### [Your task]
Each line of the data below should be repeated exactly.

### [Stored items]

· · · · · · ·

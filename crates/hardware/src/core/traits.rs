//! Host interfaces for the prefetcher.
//!
//! The prefetcher does not own a cache. It asks the host about cache and
//! miss-queue state through [`CacheProbe`] and hands admitted addresses back
//! through [`PrefetchSink`]:
//! 1. **Probing:** Whether an address is already resident or already has an outstanding miss.
//! 2. **Issuing:** Delivery of admitted prefetch addresses, in admission order.

use crate::common::Addr;

/// Read-only view of the host's cache and miss-queue state.
pub trait CacheProbe {
    /// Returns `true` if the block holding `addr` is already resident.
    fn is_cached(&self, addr: Addr) -> bool;
    /// Returns `true` if `addr` already has an outstanding demand miss.
    fn is_pending_miss(&self, addr: Addr) -> bool;
}

/// Receiver of admitted prefetch addresses.
pub trait PrefetchSink {
    /// Issues a prefetch for `addr`.
    fn issue_prefetch(&mut self, addr: Addr);
}

impl<P: CacheProbe + ?Sized> CacheProbe for &P {
    fn is_cached(&self, addr: Addr) -> bool {
        (**self).is_cached(addr)
    }

    fn is_pending_miss(&self, addr: Addr) -> bool {
        (**self).is_pending_miss(addr)
    }
}

impl<S: PrefetchSink + ?Sized> PrefetchSink for &mut S {
    fn issue_prefetch(&mut self, addr: Addr) {
        (**self).issue_prefetch(addr);
    }
}

/// Collects issued addresses in order.
impl PrefetchSink for Vec<Addr> {
    fn issue_prefetch(&mut self, addr: Addr) {
        self.push(addr);
    }
}

/// A probe for a host with an empty cache and no outstanding misses.
#[derive(Clone, Copy, Debug, Default)]
pub struct ColdCache;

impl CacheProbe for ColdCache {
    fn is_cached(&self, _addr: Addr) -> bool {
        false
    }

    fn is_pending_miss(&self, _addr: Addr) -> bool {
        false
    }
}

· · · · · · ·

### [Reply to the task]
filename crates/hardware/src/core/traits.rs
//! Host interfaces for the prefetcher.
//!
//! The prefetcher does not own a cache. It asks the host about cache and
//! miss-queue state through [`CacheProbe`] and hands admitted addresses back
//! through [`PrefetchSink`]:
//! 1. **Probing:** Whether an address is already resident or already has an outstanding miss.
//! 2. **Issuing:** Delivery of admitted prefetch addresses, in admission order.

use crate::common::Addr;

/// Read-only view of the host's cache and miss-queue state.
pub trait CacheProbe {
    /// Returns `true` if the block holding `addr` is already resident.
    fn is_cached(&self, addr: Addr) -> bool;
    /// Returns `true` if `addr` already has an outstanding demand miss.
    fn is_pending_miss(&self, addr: Addr) -> bool;
}

/// Receiver of admitted prefetch addresses.
pub trait PrefetchSink {
    /// Issues a prefetch for `addr`.
    fn issue_prefetch(&mut self, addr: Addr);
}

impl<P: CacheProbe + ?Sized> CacheProbe for &P {
    fn is_cached(&self, addr: Addr) -> bool {
        (**self).is_cached(addr)
    }

    fn is_pending_miss(&self, addr: Addr) -> bool {
        (**self).is_pending_miss(addr)
    }
}

impl<S: PrefetchSink + ?Sized> PrefetchSink for &mut S {
    fn issue_prefetch(&mut self, addr: Addr) {
        (**self).issue_prefetch(addr);
    }
}

/// Collects issued addresses in order.
impl PrefetchSink for Vec<Addr> {
    fn issue_prefetch(&mut self, addr: Addr) {
        self.push(addr);
    }
}

/// A probe for a host with an empty cache and no outstanding misses.
#[derive(Clone, Copy, Debug, Default)]
pub struct ColdCache;

impl CacheProbe for ColdCache {
    fn is_cached(&self, _addr: Addr) -> bool {
        false
    }

    fn is_pending_miss(&self, _addr: Addr) -> bool {
        false
    }
}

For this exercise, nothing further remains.